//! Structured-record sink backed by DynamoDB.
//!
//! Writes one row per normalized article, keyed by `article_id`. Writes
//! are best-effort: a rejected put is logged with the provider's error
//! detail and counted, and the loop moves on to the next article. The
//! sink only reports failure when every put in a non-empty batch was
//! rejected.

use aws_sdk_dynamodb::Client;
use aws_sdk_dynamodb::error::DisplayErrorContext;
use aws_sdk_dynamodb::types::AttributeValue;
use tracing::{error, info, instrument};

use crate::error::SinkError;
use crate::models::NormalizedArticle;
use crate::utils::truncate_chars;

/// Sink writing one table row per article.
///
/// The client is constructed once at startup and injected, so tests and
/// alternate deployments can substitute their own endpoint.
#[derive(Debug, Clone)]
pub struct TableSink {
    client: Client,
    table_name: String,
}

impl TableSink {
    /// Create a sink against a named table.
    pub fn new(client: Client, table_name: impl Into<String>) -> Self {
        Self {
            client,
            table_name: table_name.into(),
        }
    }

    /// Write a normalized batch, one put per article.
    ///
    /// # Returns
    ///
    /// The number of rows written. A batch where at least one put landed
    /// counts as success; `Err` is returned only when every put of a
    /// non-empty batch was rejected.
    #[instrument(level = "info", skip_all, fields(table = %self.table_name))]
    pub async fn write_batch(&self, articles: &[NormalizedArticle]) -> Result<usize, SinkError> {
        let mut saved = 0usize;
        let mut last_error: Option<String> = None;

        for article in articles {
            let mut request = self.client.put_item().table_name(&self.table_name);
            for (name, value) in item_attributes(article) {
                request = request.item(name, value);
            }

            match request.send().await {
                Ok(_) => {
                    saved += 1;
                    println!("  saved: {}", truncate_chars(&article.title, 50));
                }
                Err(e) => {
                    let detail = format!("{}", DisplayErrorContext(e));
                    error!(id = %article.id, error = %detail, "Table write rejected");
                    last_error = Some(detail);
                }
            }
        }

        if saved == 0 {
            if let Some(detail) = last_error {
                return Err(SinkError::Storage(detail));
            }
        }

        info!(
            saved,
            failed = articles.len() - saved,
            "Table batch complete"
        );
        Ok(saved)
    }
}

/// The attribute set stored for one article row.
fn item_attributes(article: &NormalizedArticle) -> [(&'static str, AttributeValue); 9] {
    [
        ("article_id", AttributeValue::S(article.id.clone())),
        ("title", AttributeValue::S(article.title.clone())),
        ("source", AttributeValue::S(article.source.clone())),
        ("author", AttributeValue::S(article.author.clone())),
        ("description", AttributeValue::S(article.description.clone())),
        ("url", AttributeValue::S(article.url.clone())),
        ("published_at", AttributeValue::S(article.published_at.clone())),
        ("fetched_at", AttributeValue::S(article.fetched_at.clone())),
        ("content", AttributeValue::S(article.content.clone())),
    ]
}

※

#### WHAT NEEDS TO BE DONE:
Write the data above out again in full, exactly.

#### SOLVED EXERCISE:
//! Structured-record sink backed by DynamoDB.
//!
//! Writes one row per normalized article, keyed by `article_id`. Writes
//! are best-effort: a rejected put is logged with the provider's error
//! detail and counted, and the loop moves on to the next article. The
//! sink only reports failure when every put in a non-empty batch was
//! rejected.

use aws_sdk_dynamodb::Client;
use aws_sdk_dynamodb::error::DisplayErrorContext;
use aws_sdk_dynamodb::types::AttributeValue;
use tracing::{error, info, instrument};

use crate::error::SinkError;
use crate::models::NormalizedArticle;
use crate::utils::truncate_chars;

/// Sink writing one table row per article.
///
/// The client is constructed once at startup and injected, so tests and
/// alternate deployments can substitute their own endpoint.
#[derive(Debug, Clone)]
pub struct TableSink {
    client: Client,
    table_name: String,
}

impl TableSink {
    /// Create a sink against a named table.
    pub fn new(client: Client, table_name: impl Into<String>) -> Self {
        Self {
            client,
            table_name: table_name.into(),
        }
    }

    /// Write a normalized batch, one put per article.
    ///
    /// # Returns
    ///
    /// The number of rows written. A batch where at least one put landed
    /// counts as success; `Err` is returned only when every put of a
    /// non-empty batch was rejected.
    #[instrument(level = "info", skip_all, fields(table = %self.table_name))]
    pub async fn write_batch(&self, articles: &[NormalizedArticle]) -> Result<usize, SinkError> {
        let mut saved = 0usize;
        let mut last_error: Option<String> = None;

        for article in articles {
            let mut request = self.client.put_item().table_name(&self.table_name);
            for (name, value) in item_attributes(article) {
                request = request.item(name, value);
            }

            match request.send().await {
                Ok(_) => {
                    saved += 1;
                    println!("  saved: {}", truncate_chars(&article.title, 50));
                }
                Err(e) => {
                    let detail = format!("{}", DisplayErrorContext(e));
                    error!(id = %article.id, error = %detail, "Table write rejected");
                    last_error = Some(detail);
                }
            }
        }

        if saved == 0 {
            if let Some(detail) = last_error {
                return Err(SinkError::Storage(detail));
            }
        }

        info!(
            saved,
            failed = articles.len() - saved,
            "Table batch complete"
        );
        Ok(saved)
    }
}

/// The attribute set stored for one article row.
fn item_attributes(article: &NormalizedArticle) -> [(&'static str, AttributeValue); 9] {
    [
        ("article_id", AttributeValue::S(article.id.clone())),
        ("title", AttributeValue::S(article.title.clone())),
        ("source", AttributeValue::S(article.source.clone())),
        ("author", AttributeValue::S(article.author.clone())),
        ("description", AttributeValue::S(article.description.clone())),
        ("url", AttributeValue::S(article.url.clone())),
        ("published_at", AttributeValue::S(article.published_at.clone())),
        ("fetched_at", AttributeValue::S(article.fetched_at.clone())),
        ("content", AttributeValue::S(article.content.clone())),
    ]
}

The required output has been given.